Any volunteers to take care of any of these (maybe you're working on related code?)

phil-blain commented 3 years ago

I did not investigate in details if it would change the solution... I'm not working on these area of the code currently.

eclare108213 commented 3 years ago

Looking a little closer at these failures. Thanks again @phil-blain for providing the traceback information. None of these should affect the solution, although they might affect the output.

ice_init_column.F90

array apeffn is used but is not initialized if shortwave= 'ccsm3' array albpndn is used but is not initialized if shortwave= 'ccsm3' array albicen is used but is not initialized if calc_Tsfc = .false.

apeffn and albpndn are not used with ccsm3. Rather than putting conditionals inside the loop in order to stop the calculation that uses them (which is just a merge from category values to the cell-aggregate value), it would be easier to just initialize them to zero for any case.

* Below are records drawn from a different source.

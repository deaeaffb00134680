//! Summed-area tables over normalized grayscale images.
//!
//! Cell `(x, y)` of an [`IntegralImage`] holds the sum of every source sample
//! with column `<= x` and row `<= y`. Each output row is the running prefix sum
//! of its source row plus the output row above, accumulated in `f32` from left
//! to right. Any axis-aligned box sum then costs four lookups.

use crate::image::ImageView;
use crate::trace::{trace_event, trace_span};
use crate::util::{SurfError, SurfResult};

#[cfg(feature = "rayon")]
pub mod rayon;

/// Owned summed-area table with the dimensions of its source image.
#[derive(Clone, Debug, PartialEq)]
pub struct IntegralImage {
    data: Vec<f32>,
    width: usize,
    height: usize,
}

impl IntegralImage {
    /// Builds the table in a single top-to-bottom, left-to-right pass.
    ///
    /// The source must hold exactly one channel; interleaved color data is
    /// rejected with [`SurfError::UnsupportedChannels`].
    pub fn build(image: ImageView<'_, f32>) -> SurfResult<Self> {
        let _span = trace_span!("integral_build").entered();
        let (width, height) = validate(&image)?;
        let mut data = vec![0.0f32; width * height];

        let first = source_row(&image, 0)?;
        prefix_row(first, &mut data[..width]);

        for y in 1..height {
            let src = source_row(&image, y)?;
            let (above, rest) = data.split_at_mut(y * width);
            let above = &above[(y - 1) * width..];
            accumulate_row(src, above, &mut rest[..width]);
        }

        trace_event!("integral_built", width = width, height = height);
        Ok(Self {
            data,
            width,
            height,
        })
    }

    /// Returns the table width (equal to the source width).
    pub fn width(&self) -> usize {
        self.width
    }

    /// Returns the table height (equal to the source height).
    pub fn height(&self) -> usize {
        self.height
    }

    /// Returns the row-major table.
    pub fn data(&self) -> &[f32] {
        &self.data
    }

    /// Returns a borrowed single-channel view of the table.
    pub fn view(&self) -> ImageView<'_, f32> {
        ImageView::contiguous(&self.data, self.width, self.height)
    }

    /// Returns the cumulative sum at `(x, y)`, or `None` outside the table.
    #[inline]
    pub fn get(&self, x: usize, y: usize) -> Option<f32> {
        if x >= self.width || y >= self.height {
            return None;
        }
        Some(self.data[y * self.width + x])
    }

    /// Returns the sum of all source samples.
    pub fn total(&self) -> f32 {
        self.data[self.data.len() - 1]
    }

    /// Sums the source samples inside the box with top-left `(x, y)`.
    ///
    /// Returns `None` for empty boxes or boxes leaving the image; callers
    /// sampling near the border must clip first.
    pub fn box_sum(&self, x: usize, y: usize, width: usize, height: usize) -> Option<f32> {
        if width == 0 || height == 0 {
            return None;
        }
        let x1 = x.checked_add(width - 1)?;
        let y1 = y.checked_add(height - 1)?;
        let d = self.get(x1, y1)?;
        let b = if y > 0 { self.get(x1, y - 1)? } else { 0.0 };
        let c = if x > 0 { self.get(x - 1, y1)? } else { 0.0 };
        let a = if x > 0 && y > 0 {
            self.get(x - 1, y - 1)?
        } else {
            0.0
        };
        Some(a - b - c + d)
    }
}

fn validate(image: &ImageView<'_, f32>) -> SurfResult<(usize, usize)> {
    if image.channels() != 1 {
        return Err(SurfError::UnsupportedChannels {
            channels: image.channels(),
        });
    }
    if image.width() == 0 || image.height() == 0 {
        return Err(SurfError::EmptyImage);
    }
    Ok((image.width(), image.height()))
}

fn source_row<'a>(image: &ImageView<'a, f32>, y: usize) -> SurfResult<&'a [f32]> {
    image.row(y).ok_or(SurfError::BufferTooSmall {
        needed: y * image.stride() + image.width(),
        got: image.as_slice().len(),
    })
}

#[inline]
fn prefix_row(src: &[f32], dst: &mut [f32]) {
    let mut rs = 0.0f32;
    for (out, &v) in dst.iter_mut().zip(src) {
        rs += v;
        *out = rs;
    }
}

#[inline]
fn accumulate_row(src: &[f32], above: &[f32], dst: &mut [f32]) {
    let mut rs = 0.0f32;
    for ((out, &v), &up) in dst.iter_mut().zip(src).zip(above) {
        rs += v;
        *out = rs + up;
    }
}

Same goes for albicen when calc_Tsfc=F.

ice_history_bgc.F90, ice_history_fsd.F90 Would these problems be fixed simply by calling init_history_bgc and save_init during the run initialization process (i.e. in CICE_InitMod.F90)? Maybe we need a general history initialization routine.

icepack_zsalinity.F90

zsal_tot is NaN

This one does not appear to be initialized in CICE or in the Icepack driver, ever -- definitely a bug. It's strictly a history variable.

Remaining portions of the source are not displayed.